#### [DATA EXCERPTS]
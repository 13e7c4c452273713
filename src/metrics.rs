//! Metric helpers for `relaycore`.
//!
//! This module defines metric names and simple helper functions wrapping the
//! [`metrics`](https://docs.rs/metrics) crate. With the `metrics` feature
//! disabled the helpers compile to no-ops.

#[cfg(feature = "metrics")]
use metrics::{counter, gauge};

use crate::panic::PanicSite;

/// Name of the gauge tracking active router connections.
pub const CONNECTIONS_ACTIVE: &str = "relaycore_connections_active";
/// Name of the counter tracking completed chunks.
pub const CHUNKS_PROCESSED: &str = "relaycore_chunks_processed_total";
/// Name of the counter tracking framing violations.
pub const FRAMING_ERRORS: &str = "relaycore_framing_errors_total";
/// Name of the counter tracking items accepted by work queues.
pub const ITEMS_ENQUEUED: &str = "relaycore_items_enqueued_total";
/// Name of the counter tracking items discarded by work queues.
pub const ITEMS_DROPPED: &str = "relaycore_items_dropped_total";
/// Name of the counter tracking caught task panics, labelled by site.
pub const TASK_PANICS: &str = "relaycore_task_panics_total";

/// Direction of chunk processing.
#[derive(Clone, Copy, Debug, PartialEq, Eq)]
pub enum Direction {
    /// Chunks decoded by a reader.
    Inbound,
    /// Chunks encoded by a writer.
    Outbound,
}

impl Direction {
    /// Label value used for this direction.
    #[must_use]
    pub fn as_str(self) -> &'static str {
        match self {
            Direction::Inbound => "inbound",
            Direction::Outbound => "outbound",
        }
    }
}

/// Why a queue discarded items.
#[derive(Clone, Copy, Debug, PartialEq, Eq)]
pub enum DropReason {
    /// Pending items discarded by `close`.
    Closed,
    /// Unprotected items discarded by `clear`.
    Cleared,
    /// Items offered after the queue was closed.
    AfterClose,
}

impl DropReason {
    /// Label value used for this reason.
    #[must_use]
    pub fn as_str(self) -> &'static str {
        match self {
            DropReason::Closed => "closed",
            DropReason::Cleared => "cleared",
            DropReason::AfterClose => "after_close",
        }
    }
}

/// Increment the active connections gauge.
pub fn inc_connections() {
    #[cfg(feature = "metrics")]
    gauge!(CONNECTIONS_ACTIVE).increment(1.0);
}

/// Decrement the active connections gauge.
pub fn dec_connections() {
    #[cfg(feature = "metrics")]
    gauge!(CONNECTIONS_ACTIVE).decrement(1.0);
}

/// Record a completed chunk for the given direction.
pub fn inc_chunks(direction: Direction) {
    #[cfg(feature = "metrics")]
    counter!(CHUNKS_PROCESSED, "direction" => direction.as_str()).increment(1);
    #[cfg(not(feature = "metrics"))]
    let _ = direction;
}

/// Record a framing violation.
pub fn inc_framing_errors() {
    #[cfg(feature = "metrics")]
    counter!(FRAMING_ERRORS).increment(1);
}

/// Record an item accepted by a queue.
pub fn inc_enqueued() {
    #[cfg(feature = "metrics")]
    counter!(ITEMS_ENQUEUED).increment(1);
}

/// Record `count` items discarded by a queue.
pub fn add_dropped(reason: DropReason, count: usize) {
    #[cfg(feature = "metrics")]
    counter!(ITEMS_DROPPED, "reason" => reason.as_str()).increment(count as u64);
    #[cfg(not(feature = "metrics"))]
    let _ = (reason, count);
}

/// Record a panic caught at `site`.
pub fn inc_task_panics(site: PanicSite) {
    #[cfg(feature = "metrics")]
    counter!(TASK_PANICS, "site" => site.as_str()).increment(1);
    #[cfg(not(feature = "metrics"))]
    let _ = site;
}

#### [TASK]
Return only the stretch of the material above from the line holding "accepted by a queue." through the line holding "Record a panic", copied exactly.

#### [ANSWER TO THIS TASK]
/// Record an item accepted by a queue.
pub fn inc_enqueued() {
    #[cfg(feature = "metrics")]
    counter!(ITEMS_ENQUEUED).increment(1);
}

/// Record `count` items discarded by a queue.
pub fn add_dropped(reason: DropReason, count: usize) {
    #[cfg(feature = "metrics")]
    counter!(ITEMS_DROPPED, "reason" => reason.as_str()).increment(count as u64);
    #[cfg(not(feature = "metrics"))]
    let _ = (reason, count);
}

/// Record a panic caught at `site`.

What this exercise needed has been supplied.